### [Try it]
Go to the line containing "fn in_unit(v: f32)" in the records below and print it and every following line exactly, on through the line containing "outside the normalized", then stop.

### [Dataset records]
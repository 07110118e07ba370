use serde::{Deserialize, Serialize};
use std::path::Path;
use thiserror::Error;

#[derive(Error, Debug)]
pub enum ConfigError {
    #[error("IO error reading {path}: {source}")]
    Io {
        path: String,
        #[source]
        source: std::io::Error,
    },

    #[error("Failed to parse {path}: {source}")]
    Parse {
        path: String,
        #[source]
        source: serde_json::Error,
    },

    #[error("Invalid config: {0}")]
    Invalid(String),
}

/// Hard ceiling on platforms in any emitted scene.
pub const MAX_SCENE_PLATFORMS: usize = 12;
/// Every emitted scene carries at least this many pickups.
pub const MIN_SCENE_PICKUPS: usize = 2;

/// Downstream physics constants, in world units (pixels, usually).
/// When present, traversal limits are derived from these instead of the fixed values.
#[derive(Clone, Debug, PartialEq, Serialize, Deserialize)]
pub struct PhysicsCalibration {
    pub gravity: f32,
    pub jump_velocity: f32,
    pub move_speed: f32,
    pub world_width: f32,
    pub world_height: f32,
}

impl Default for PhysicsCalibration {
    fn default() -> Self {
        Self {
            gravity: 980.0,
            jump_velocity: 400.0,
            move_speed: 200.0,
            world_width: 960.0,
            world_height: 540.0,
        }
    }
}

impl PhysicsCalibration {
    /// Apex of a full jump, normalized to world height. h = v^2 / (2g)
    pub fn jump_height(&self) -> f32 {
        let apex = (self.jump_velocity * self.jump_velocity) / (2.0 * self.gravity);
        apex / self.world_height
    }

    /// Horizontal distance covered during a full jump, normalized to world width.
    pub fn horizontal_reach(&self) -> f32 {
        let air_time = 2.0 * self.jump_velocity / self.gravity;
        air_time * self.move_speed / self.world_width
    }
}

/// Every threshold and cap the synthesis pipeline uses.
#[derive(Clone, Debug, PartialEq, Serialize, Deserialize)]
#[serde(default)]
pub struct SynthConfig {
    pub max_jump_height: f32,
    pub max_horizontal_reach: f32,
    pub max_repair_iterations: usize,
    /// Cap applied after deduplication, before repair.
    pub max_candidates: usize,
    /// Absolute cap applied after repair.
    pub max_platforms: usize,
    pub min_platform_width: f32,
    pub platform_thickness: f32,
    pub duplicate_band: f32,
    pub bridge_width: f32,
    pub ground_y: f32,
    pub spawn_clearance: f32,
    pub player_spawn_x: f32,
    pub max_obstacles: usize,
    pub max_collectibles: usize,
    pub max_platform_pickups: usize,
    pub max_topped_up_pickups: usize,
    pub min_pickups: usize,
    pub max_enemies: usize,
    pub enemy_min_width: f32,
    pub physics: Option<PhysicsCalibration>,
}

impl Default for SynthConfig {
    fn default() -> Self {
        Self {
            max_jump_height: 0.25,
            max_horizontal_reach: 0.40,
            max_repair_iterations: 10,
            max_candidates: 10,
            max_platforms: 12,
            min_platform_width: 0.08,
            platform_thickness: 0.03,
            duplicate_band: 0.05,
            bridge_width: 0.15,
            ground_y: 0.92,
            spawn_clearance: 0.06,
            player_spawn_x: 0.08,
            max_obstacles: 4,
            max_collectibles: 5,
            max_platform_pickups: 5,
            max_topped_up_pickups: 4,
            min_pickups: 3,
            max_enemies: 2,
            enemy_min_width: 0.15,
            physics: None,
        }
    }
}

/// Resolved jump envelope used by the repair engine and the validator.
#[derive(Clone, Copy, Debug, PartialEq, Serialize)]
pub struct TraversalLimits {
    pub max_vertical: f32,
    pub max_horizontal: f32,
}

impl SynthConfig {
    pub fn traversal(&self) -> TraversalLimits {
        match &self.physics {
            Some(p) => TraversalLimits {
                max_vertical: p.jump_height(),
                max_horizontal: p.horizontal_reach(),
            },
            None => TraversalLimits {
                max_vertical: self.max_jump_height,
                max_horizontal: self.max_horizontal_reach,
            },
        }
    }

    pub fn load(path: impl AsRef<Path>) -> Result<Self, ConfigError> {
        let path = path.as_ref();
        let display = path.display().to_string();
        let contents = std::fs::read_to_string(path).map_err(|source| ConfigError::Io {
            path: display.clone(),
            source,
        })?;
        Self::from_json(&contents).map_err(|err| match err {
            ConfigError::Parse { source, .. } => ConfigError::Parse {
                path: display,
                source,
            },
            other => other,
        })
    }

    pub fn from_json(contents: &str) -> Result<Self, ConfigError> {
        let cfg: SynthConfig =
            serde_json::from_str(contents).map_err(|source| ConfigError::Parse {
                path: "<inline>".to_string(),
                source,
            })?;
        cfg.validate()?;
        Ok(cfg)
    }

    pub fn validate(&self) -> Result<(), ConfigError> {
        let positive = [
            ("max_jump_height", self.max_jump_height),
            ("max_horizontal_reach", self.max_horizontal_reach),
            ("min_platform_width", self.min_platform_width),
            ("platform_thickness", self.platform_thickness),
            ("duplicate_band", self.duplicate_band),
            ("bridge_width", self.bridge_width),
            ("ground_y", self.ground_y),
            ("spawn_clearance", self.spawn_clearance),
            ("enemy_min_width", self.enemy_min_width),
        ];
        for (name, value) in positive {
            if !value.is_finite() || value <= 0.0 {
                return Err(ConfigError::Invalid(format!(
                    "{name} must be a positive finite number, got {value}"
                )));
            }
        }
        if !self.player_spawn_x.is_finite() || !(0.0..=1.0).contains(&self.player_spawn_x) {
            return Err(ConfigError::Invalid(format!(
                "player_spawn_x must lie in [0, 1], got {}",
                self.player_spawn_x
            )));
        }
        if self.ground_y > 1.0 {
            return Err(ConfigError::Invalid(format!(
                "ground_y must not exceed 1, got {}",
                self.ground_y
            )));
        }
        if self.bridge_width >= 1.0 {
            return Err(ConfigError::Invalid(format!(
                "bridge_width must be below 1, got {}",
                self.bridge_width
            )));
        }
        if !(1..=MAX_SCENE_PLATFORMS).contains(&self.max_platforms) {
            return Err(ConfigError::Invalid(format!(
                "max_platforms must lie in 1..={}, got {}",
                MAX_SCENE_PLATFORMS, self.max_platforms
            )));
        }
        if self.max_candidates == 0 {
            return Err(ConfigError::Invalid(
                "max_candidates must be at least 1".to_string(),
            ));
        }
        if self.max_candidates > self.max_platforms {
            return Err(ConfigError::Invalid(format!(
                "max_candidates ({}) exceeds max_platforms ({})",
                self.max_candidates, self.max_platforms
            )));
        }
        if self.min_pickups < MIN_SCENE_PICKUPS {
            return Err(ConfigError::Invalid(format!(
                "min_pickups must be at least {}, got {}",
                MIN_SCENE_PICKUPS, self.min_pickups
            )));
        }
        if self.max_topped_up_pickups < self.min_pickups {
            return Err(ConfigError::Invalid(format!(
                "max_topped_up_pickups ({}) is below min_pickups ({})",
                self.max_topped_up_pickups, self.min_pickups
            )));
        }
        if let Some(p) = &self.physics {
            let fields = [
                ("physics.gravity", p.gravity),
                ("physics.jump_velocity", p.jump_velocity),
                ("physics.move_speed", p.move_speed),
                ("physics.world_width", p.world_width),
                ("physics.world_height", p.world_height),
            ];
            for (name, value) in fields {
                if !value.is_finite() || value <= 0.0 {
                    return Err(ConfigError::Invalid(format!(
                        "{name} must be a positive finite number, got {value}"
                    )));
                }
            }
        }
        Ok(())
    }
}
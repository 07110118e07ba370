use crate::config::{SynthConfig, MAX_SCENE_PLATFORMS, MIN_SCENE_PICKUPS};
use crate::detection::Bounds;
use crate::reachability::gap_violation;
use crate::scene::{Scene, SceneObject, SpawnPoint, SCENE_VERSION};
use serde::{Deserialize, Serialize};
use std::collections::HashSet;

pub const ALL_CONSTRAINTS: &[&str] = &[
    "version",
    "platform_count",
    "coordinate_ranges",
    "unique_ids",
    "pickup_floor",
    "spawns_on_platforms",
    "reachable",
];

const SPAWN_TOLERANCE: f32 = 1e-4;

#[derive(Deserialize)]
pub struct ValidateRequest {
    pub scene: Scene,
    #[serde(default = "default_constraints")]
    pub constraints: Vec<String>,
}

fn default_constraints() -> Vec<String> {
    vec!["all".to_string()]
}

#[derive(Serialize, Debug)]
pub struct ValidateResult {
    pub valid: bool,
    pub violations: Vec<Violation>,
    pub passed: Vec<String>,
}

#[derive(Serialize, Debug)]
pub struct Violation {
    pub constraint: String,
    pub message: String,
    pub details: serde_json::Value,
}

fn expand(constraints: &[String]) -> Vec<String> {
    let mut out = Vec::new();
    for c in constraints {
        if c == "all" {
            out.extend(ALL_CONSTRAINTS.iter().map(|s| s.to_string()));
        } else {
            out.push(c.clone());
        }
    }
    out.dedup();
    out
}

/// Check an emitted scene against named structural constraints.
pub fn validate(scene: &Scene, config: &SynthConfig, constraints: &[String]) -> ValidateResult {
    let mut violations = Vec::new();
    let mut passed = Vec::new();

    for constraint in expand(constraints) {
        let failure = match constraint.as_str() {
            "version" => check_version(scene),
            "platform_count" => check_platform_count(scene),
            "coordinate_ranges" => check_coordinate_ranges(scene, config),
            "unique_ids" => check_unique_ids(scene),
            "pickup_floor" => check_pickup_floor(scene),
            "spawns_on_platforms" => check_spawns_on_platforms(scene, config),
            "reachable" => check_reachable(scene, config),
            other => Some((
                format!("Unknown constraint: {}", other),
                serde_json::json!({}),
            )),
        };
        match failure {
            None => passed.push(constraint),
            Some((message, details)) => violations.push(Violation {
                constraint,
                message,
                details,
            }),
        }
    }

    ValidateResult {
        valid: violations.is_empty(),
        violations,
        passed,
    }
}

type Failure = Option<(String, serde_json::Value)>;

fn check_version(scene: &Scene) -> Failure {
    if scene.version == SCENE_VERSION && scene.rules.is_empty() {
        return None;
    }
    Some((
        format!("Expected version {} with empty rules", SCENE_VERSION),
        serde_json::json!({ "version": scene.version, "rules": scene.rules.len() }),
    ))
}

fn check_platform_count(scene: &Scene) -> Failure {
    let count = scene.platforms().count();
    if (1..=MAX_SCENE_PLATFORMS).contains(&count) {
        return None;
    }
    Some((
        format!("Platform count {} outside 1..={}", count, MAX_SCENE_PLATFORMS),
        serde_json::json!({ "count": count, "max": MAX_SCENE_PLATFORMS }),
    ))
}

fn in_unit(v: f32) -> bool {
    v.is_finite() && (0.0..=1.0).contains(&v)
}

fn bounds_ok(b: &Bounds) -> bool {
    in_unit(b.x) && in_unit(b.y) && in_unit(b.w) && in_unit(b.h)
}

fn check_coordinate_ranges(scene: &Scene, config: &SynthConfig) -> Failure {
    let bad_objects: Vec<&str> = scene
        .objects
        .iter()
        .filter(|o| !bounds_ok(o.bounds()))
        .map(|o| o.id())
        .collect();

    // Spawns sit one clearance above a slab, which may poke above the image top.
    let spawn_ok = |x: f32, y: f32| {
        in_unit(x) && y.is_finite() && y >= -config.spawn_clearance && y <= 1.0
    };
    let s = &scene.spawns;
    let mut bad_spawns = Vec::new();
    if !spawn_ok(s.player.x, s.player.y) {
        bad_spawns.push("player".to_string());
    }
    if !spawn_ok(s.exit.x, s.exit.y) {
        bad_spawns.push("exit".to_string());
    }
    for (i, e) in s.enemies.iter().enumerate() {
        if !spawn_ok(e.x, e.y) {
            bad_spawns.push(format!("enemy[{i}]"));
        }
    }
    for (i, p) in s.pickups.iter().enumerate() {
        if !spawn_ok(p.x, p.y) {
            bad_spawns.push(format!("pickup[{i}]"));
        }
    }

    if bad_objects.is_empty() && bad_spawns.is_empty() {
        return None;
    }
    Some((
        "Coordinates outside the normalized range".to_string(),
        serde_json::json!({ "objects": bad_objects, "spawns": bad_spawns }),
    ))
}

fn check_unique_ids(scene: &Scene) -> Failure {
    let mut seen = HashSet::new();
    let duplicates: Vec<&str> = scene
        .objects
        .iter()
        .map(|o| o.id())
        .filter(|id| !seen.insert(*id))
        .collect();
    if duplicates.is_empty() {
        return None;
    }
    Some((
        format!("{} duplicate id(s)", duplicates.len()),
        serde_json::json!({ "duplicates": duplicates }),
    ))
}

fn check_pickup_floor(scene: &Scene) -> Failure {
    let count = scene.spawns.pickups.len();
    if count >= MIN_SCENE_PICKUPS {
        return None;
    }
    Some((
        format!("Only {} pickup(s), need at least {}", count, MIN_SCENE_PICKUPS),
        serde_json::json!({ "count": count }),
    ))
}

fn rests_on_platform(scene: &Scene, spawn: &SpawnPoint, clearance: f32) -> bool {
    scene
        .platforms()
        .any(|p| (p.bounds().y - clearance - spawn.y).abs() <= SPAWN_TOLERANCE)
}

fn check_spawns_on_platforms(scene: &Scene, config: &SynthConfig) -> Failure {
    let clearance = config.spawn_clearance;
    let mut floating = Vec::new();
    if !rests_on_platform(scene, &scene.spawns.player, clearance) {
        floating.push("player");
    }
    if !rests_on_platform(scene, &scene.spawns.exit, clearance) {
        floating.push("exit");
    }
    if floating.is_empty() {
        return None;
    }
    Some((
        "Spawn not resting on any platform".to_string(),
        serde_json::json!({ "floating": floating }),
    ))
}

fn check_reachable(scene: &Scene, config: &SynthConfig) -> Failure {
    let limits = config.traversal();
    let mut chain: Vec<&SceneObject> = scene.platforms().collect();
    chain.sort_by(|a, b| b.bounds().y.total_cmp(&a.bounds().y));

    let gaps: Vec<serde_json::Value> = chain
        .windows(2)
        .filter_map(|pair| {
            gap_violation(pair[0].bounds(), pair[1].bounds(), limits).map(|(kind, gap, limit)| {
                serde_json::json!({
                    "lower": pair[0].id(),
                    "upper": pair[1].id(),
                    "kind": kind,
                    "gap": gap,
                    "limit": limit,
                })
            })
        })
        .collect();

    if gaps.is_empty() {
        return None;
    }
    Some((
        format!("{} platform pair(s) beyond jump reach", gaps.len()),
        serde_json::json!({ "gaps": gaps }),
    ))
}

### [Final answer]
fn in_unit(v: f32) -> bool {
    v.is_finite() && (0.0..=1.0).contains(&v)
}

fn bounds_ok(b: &Bounds) -> bool {
    in_unit(b.x) && in_unit(b.y) && in_unit(b.w) && in_unit(b.h)
}

fn check_coordinate_ranges(scene: &Scene, config: &SynthConfig) -> Failure {
    let bad_objects: Vec<&str> = scene
        .objects
        .iter()
        .filter(|o| !bounds_ok(o.bounds()))
        .map(|o| o.id())
        .collect();

    // Spawns sit one clearance above a slab, which may poke above the image top.
    let spawn_ok = |x: f32, y: f32| {
        in_unit(x) && y.is_finite() && y >= -config.spawn_clearance && y <= 1.0
    };
    let s = &scene.spawns;
    let mut bad_spawns = Vec::new();
    if !spawn_ok(s.player.x, s.player.y) {
        bad_spawns.push("player".to_string());
    }
    if !spawn_ok(s.exit.x, s.exit.y) {
        bad_spawns.push("exit".to_string());
    }
    for (i, e) in s.enemies.iter().enumerate() {
        if !spawn_ok(e.x, e.y) {
            bad_spawns.push(format!("enemy[{i}]"));
        }
    }
    for (i, p) in s.pickups.iter().enumerate() {
        if !spawn_ok(p.x, p.y) {
            bad_spawns.push(format!("pickup[{i}]"));
        }
    }

    if bad_objects.is_empty() && bad_spawns.is_empty() {
        return None;
    }
    Some((
        "Coordinates outside the normalized range".to_string(),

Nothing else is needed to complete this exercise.